Leider erkennt man auf den Bildern den Unterschied nicht so deutlich, da die 0.25mm Kathedrale aus transparentem PLA gedruckt wurde.

kath2 015 kath2 025

Abb.: Links 0.15mm Düse, Rechts: 0.25mm Düse

Der entscheidende Unterschied ist die Oberflächengüte: Mit der 0.15mm Düse sind die Konturen wesentlich schärfer.

kath015

 Abb.: Nahaufnahme 0.15mm Kathedrale

kath025

Abb.: Nahaufnahme 0.25mm Kathedrale

Anmerkung zu den 3D Modellen:

Sämtliche verwendeten 3D Modelle stehen bei thingiverse kostenlos zum Download zur Verfügung

Noch ein paar Worte zur Handhabung einer 0.15mm Düse:

Bei unseren 0.25mm Düsen kommt es gelegentlich vor, dass sich ein Staubkorn oder ähnliches in der Düsenspitze verfängt und dadurch
die Extrusion stört, im Extremfall die Düse sogar verstopft.
Ein sog. "cold pull" löst meißtens das Problem. In seltenen Fällen muss man mit einem Stück Kupferlitze oder besser einer Akkupunkturnadel
die Austrittsöffnung durchstochern, um die Verunreinigung zu entfernen.
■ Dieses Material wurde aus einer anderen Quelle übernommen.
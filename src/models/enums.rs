use crate::db::DatabaseError;
use serde::{Deserialize, Serialize};

/// Macro to generate enum with as_str + std::str::FromStr pattern
macro_rules! str_enum {
    ($name:ident { $($variant:ident => $s:literal),+ $(,)? }) => {
        #[derive(Debug, Clone, Copy, PartialEq, Eq, Hash, Serialize, Deserialize)]
        #[serde(rename_all = "snake_case")]
        pub enum $name {
            $($variant),+
        }

        impl $name {
            pub fn as_str(&self) -> &'static str {
                match self {
                    $(Self::$variant => $s),+
                }
            }
        }

        impl std::str::FromStr for $name {
            type Err = DatabaseError;

            fn from_str(s: &str) -> Result<Self, Self::Err> {
                match s {
                    $($s => Ok(Self::$variant)),+,
                    _ => Err(DatabaseError::InvalidEnum {
                        field: stringify!($name).into(),
                        value: s.into(),
                    }),
                }
            }
        }
    };
}

str_enum!(Severity {
    None => "none",
    Moderate => "moderate",
    Severe => "severe",
});

str_enum!(AlertState {
    Created => "created",
    StepActive => "step_active",
    Acknowledged => "acknowledged",
    Exhausted => "exhausted",
});

impl AlertState {
    /// Terminal states accept no further transitions.
    pub fn is_terminal(&self) -> bool {
        matches!(self, AlertState::Acknowledged | AlertState::Exhausted)
    }
}

str_enum!(RecipientTier {
    OrderingPhysician => "ordering_physician",
    BackupPhysician => "backup_physician",
    DepartmentHead => "department_head",
    Administrator => "administrator",
});

str_enum!(Channel {
    Sms => "sms",
    Push => "push",
    Phone => "phone",
    Email => "email",
});

str_enum!(DeliveryStatus {
    Delivered => "delivered",
    Failed => "failed",
});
Bei einer 0.15mm Düse kommt man um ein Schwämmchen, welches direkt über dem Extruder als Staubfänger um das Filament gewickelt wird, nicht herum.
Auch ist es ratsam, in einer einigermaßen staubfreien Umgebung zu arbeiten.

Denn verstopft die Düse einmal, kann man außer dem "cold pull" nicht viel machen. Bisher haben wir nichts gefunden, womit man
die Düsenspitze durchstochern kann.

Gleichzeitig müssen die Einstellungen der slicing Software überarbeitet werden.
Hier reicht es leider nicht mehr, nur die Düsenaustrittsöffnung anzupassen.
Der wichtigste Punkt ist wohl die Retraction.
Hier musste sowohl die Länge, als auch die Geschwindigkeit und am wichtigsten, die minimum travel distance angepasst werden.
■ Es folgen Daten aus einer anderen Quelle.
//! SQLite repositories for alert state and the durable timer store.
//!
//! All mutation of alert rows goes through these functions; state
//! transitions carry the caller's expected row version so concurrent
//! writers cannot overwrite each other (see `engine`).

pub mod alert;
pub mod timer;

pub use alert::*;
pub use timer::*;

use chrono::NaiveDateTime;

use super::DatabaseError;

/// Timestamp storage format used across all tables.
pub const TS_FORMAT: &str = "%Y-%m-%d %H:%M:%S";

pub(crate) fn fmt_ts(ts: &NaiveDateTime) -> String {
    ts.format(TS_FORMAT).to_string()
}

/// A stored timestamp that fails to parse is corruption, surfaced as an
/// error rather than substituted with a default.
pub(crate) fn parse_ts(s: &str) -> Result<NaiveDateTime, DatabaseError> {
    NaiveDateTime::parse_from_str(s, TS_FORMAT)
        .map_err(|e| DatabaseError::ConstraintViolation(format!("bad timestamp '{s}': {e}")))
}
Nach Feinjustierung kann man auch 3mm Schrift drucken:

2printbeta tiny

Zusammenfassend kann man sagen, dass mit einer 0.15mm Düse neue Möglichkeiten zur Miniaturisierung offen stehen, welche mit größeren
Düsen nicht denkbar wären.

Gerade im Modellbau, in welchem der FDM 3D Druck bisher nur schwer Einzug gehalten hat, da die Ansprüche auf Genauigkeit und Präzision
sehr hoch liegen, ist es jetzt erstmals möglich mit einem günstigen Gerät detaillierte Modelle zu erstellen.